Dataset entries
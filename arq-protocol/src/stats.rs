//! Endpoint statistics and round-trip time estimation

use std::time::Duration;

/// RTT (Round-Trip Time) estimator
///
/// Tracks RTT samples taken from echoed packet timestamps and maintains a
/// smoothed RTT and variance. The estimate is informational; retransmission
/// still uses the configured timeout.
#[derive(Debug, Clone)]
pub struct RttEstimator {
    /// Smoothed RTT (microseconds)
    srtt: f64,
    /// RTT variance (microseconds)
    rtt_var: f64,
    /// Number of samples
    sample_count: u32,
}

impl RttEstimator {
    /// Create a new RTT estimator
    pub fn new() -> Self {
        RttEstimator {
            srtt: 100_000.0, // Initial estimate: 100ms
            rtt_var: 50_000.0,
            sample_count: 0,
        }
    }

    /// Update with a new RTT sample
    pub fn update(&mut self, rtt_sample_us: u64) {
        let sample = rtt_sample_us as f64;

        if self.sample_count == 0 {
            self.srtt = sample;
            self.rtt_var = sample / 2.0;
        } else {
            let alpha = 0.125;
            let beta = 0.25;

            let error = sample - self.srtt;
            self.srtt += alpha * error;
            self.rtt_var = (1.0 - beta) * self.rtt_var + beta * error.abs();
        }

        self.sample_count += 1;
    }

    /// Get smoothed RTT in microseconds
    pub fn srtt(&self) -> u64 {
        self.srtt as u64
    }

    /// Get RTT variance in microseconds
    pub fn rtt_var(&self) -> u64 {
        self.rtt_var as u64
    }

    /// Number of samples taken
    pub fn sample_count(&self) -> u32 {
        self.sample_count
    }

    /// Suggested retransmission timeout
    ///
    /// RTO = SRTT + 4 * RTT_VAR
    pub fn rto(&self) -> Duration {
        let rto_us = self.srtt + 4.0 * self.rtt_var;
        Duration::from_micros(rto_us as u64)
    }
}

impl Default for RttEstimator {
    fn default() -> Self {
        Self::new()
    }
}

/// Sender statistics
#[derive(Debug, Clone, Default)]
pub struct SenderStats {
    /// Data packets handed to the channel, including retransmissions
    pub packets_sent: u64,
    /// Data packets sent more than once
    pub packets_retransmitted: u64,
    /// Payload bytes handed to the channel
    pub bytes_sent: u64,
    /// Timer expiries that triggered a retransmission
    pub timeouts: u64,
    /// Acknowledgements received
    pub acks_received: u64,
    /// Acknowledgements ignored as stale, duplicate or out of range
    pub acks_ignored: u64,
    /// Round-trip time estimate
    pub rtt: RttEstimator,
}

impl SenderStats {
    /// Feed the RTT estimator from an echoed timestamp
    pub fn sample_rtt(&mut self, now_us: u64, echo_us: Option<u64>) {
        if let Some(sent_at) = echo_us {
            if let Some(rtt) = now_us.checked_sub(sent_at) {
                self.rtt.update(rtt);
            }
        }
    }
}

/// Receiver statistics
#[derive(Debug, Clone, Default)]
pub struct ReceiverStats {
    /// Data packets received
    pub packets_received: u64,
    /// Packets handed to the application
    pub packets_delivered: u64,
    /// Payload bytes handed to the application
    pub bytes_delivered: u64,
    /// Arrivals ahead of the expected sequence
    pub out_of_order: u64,
    /// Arrivals of already delivered or already buffered sequences
    pub duplicates: u64,
    /// Acknowledgements sent
    pub acks_sent: u64,
}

- **Assignment**
Each line above that has the word "handed" should be copied.

- **Written answer**
    /// Data packets handed to the channel, including retransmissions
    /// Payload bytes handed to the channel
    /// Packets handed to the application
    /// Payload bytes handed to the application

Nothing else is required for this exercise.